松下村塾(12)
−松門思想−
久坂玄瑞を初め、高杉晋作や入江九一、野村和作など多くの門徒達にとって、新たなスタート地点となる
学び舎が遂に完成した。
彼等の活動拠点となる松下村塾の誕生である。塾の入り口にはかつて松陰の叔父であった、玉木文之進が
塾を開講し使用していた「松下村塾」という古い看板を立て掛けそのままの名称で呼ばれるようになった。
「やっと僕達の塾が出来たんじゃな・・・。」
一同が完成した塾を囲むように立ち其々思い思いに自分たちの講堂を見上げる中、高杉は一人誰に言う
でもなくポツリと呟いた。
この共同作業を経て彼は自身の手で新たなものを構築し、生み出す事への関心を一つ持つようになる。
そんな高杉の感嘆を横で伺っていた久坂は、少しばかり嬉しくなった。
以前は身分階級の狭間で、どちらかというと輪から外れがちだった高杉が、こうした小さな苦労を共に
したことで、”僕の”から”僕たちの”という同志的な意識を持ち始めたからである。
「さて、塾も完成した事じゃし・・・・晋作に負けんよう明日からまた勉強に励むとするかな〜。」
久坂は、彼特有の大きく透りの良い声でワザとの様に隣の高杉を刺激する。
それを聞いた高杉は感慨耽っていた頭を左右に振り、思考を元に戻すと、聞き捨てならんといった
形相で隣で意地悪そうに笑む久坂に食って掛かった。
「突然なんじゃ!?あっ!そうか、この間先生が僕の詩稿を褒めたから妬いとるんじゃろう?ふんっ、
こちらとてそう易々負けるかい。」
悔し紛れか、余裕なのか高杉は鼻でフンと笑いながら久坂の挑発には乗らぬという仕草をみせた。それ
でも、怒っている訳ではない。寧ろ顔には笑みすら浮かべている。
久坂の挑戦を受ける構えを表現し、同時に良き好敵手として切磋琢磨していこうという共生の意味も含まれているのだ。

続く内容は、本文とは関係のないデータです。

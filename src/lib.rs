pub mod app;
pub mod common;
pub mod config;
pub mod docs;
pub mod infrastructure;
pub mod media;
pub mod middleware;
pub mod modules;
pub mod ports;
pub mod routes;
pub mod state;
pub mod workers;
use std::path::{Path, PathBuf};

use async_trait::async_trait;
use thiserror::Error;
use tokio::process::Command;

use crate::modules::video::model::Quality;

#[derive(Debug, Error)]
#[error("encoding to {quality} failed: {message}")]
pub struct EncodeError {
    pub quality: Quality,
    pub message: String,
}

/// Produces derived renditions of a source file via an external encoder.
#[async_trait]
pub trait Transcoder: Send + Sync {
    /// Encodes `input` to `output` at the target quality. On failure no file
    /// may remain at `output`.
    async fn transcode_to_quality(
        &self,
        input: &Path,
        output: &Path,
        quality: Quality,
    ) -> Result<(), EncodeError>;

    /// Runs one encode per requested quality, sequentially, and returns the
    /// produced paths in request order. The first failing quality fails the
    /// whole call; outputs already produced for earlier qualities are left on
    /// disk for the caller to keep or clean up.
    async fn transcode_multiple_qualities(
        &self,
        input: &Path,
        output_dir: &Path,
        qualities: &[Quality],
        base_name: &str,
    ) -> Result<Vec<PathBuf>, EncodeError> {
        let mut outputs = Vec::with_capacity(qualities.len());

        for quality in qualities {
            let output = output_dir.join(format!("{}_{}.mp4", base_name, quality.as_str()));
            self.transcode_to_quality(input, &output, *quality).await?;
            outputs.push(output);
        }

        Ok(outputs)
    }
}

/// `Transcoder` backed by the `ffmpeg` binary: libx264 veryfast CRF 23, aac
/// audio, faststart metadata, scaled to the target height with an even width.
#[derive(Clone)]
pub struct FfmpegTranscoder {
    binary: String,
}

impl Default for FfmpegTranscoder {
    fn default() -> Self {
        Self {
            binary: "ffmpeg".to_string(),
        }
    }
}

#[async_trait]
impl Transcoder for FfmpegTranscoder {
    async fn transcode_to_quality(
        &self,
        input: &Path,
        output: &Path,
        quality: Quality,
    ) -> Result<(), EncodeError> {
        // Encode into a temp name and rename on success, so a crashed or
        // failed run never leaves a truncated file at the advertised path.
        let partial = output.with_extension("mp4.part");

        let result = Command::new(&self.binary)
            .arg("-i")
            .arg(input)
            .args(["-vf", &format!("scale=-2:{}", quality.height())])
            .args(["-c:v", "libx264", "-preset", "veryfast", "-crf", "23"])
            .args(["-c:a", "aac"])
            .args(["-movflags", "+faststart"])
            .args(["-f", "mp4", "-y"])
            .arg(&partial)
            .output()
            .await;

        let output_info = match result {
            Ok(o) => o,
            Err(e) => {
                return Err(EncodeError {
                    quality,
                    message: format!("failed to spawn ffmpeg: {}", e),
                });
            }
        };

        if !output_info.status.success() {
            let _ = tokio::fs::remove_file(&partial).await;
            let stderr = String::from_utf8_lossy(&output_info.stderr);
            let diagnostic = stderr.lines().last().unwrap_or("ffmpeg exited abnormally");
            return Err(EncodeError {
                quality,
                message: diagnostic.to_string(),
            });
        }

        tokio::fs::rename(&partial, output).await.map_err(|e| {
            let _ = std::fs::remove_file(&partial);
            EncodeError {
                quality,
                message: format!("failed to finalize output file: {}", e),
            }
        })
    }
}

久坂は流石に、この高杉の意をしっかり読み取りこちらも笑みを返した。
そんな二人を見守る松陰は何時にも増して嬉しそうであったし、今まで特に高杉に対し、身分の壁でやはり深く関わり
辛かったほかの門人達も、彼等の若者らしい爽快な笑みにつられ堅苦しい空気を氷解させるのであった。
ここで、彼等は昼夜問わず講義、または議論に明け暮れ当初は丁度良い広さであった講堂も、徐々に口々に広まった
塾の評判により門人が増えて行き、遂には小さな講義室に多い時には80余名の門下生が集うなど大変な盛況振りであった。
初めは、一塾生として指導を受けていた久坂や高杉も、塾生が増えるにつれ門人から指導者の役割も受けねばならぬ事も
あり、彼等は徐々に松下村塾内部で大きな存在と位置づけられていくのである。